Records from a data source:
════════════════════

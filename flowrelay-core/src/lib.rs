//! Collective-communication topology for the flowrelay execution engine.
//!
//! When one task of an execution group broadcasts to (or gathers from) every
//! other task in the group, sending to each task directly wastes network
//! fan-out. This crate builds the relay pipeline instead: an ordered chain of
//! per-worker hand-offs in which a single gateway task per worker carries the
//! inter-worker traffic and co-located tasks are reached in process. The
//! pipeline is built once per placement assignment and queried read-only by
//! the message-dispatch layer.

pub mod collective;
mod config;
mod error;
pub mod worker;

pub use crate::config::{Settings, config, load_placement};
pub use crate::error::{Error, Result};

════════════════════

Problem to solve: The lines that mention the word "group" should be pulled from the records above.

Answer to the problem:
//! When one task of an execution group broadcasts to (or gathers from) every
//! other task in the group, sending to each task directly wastes network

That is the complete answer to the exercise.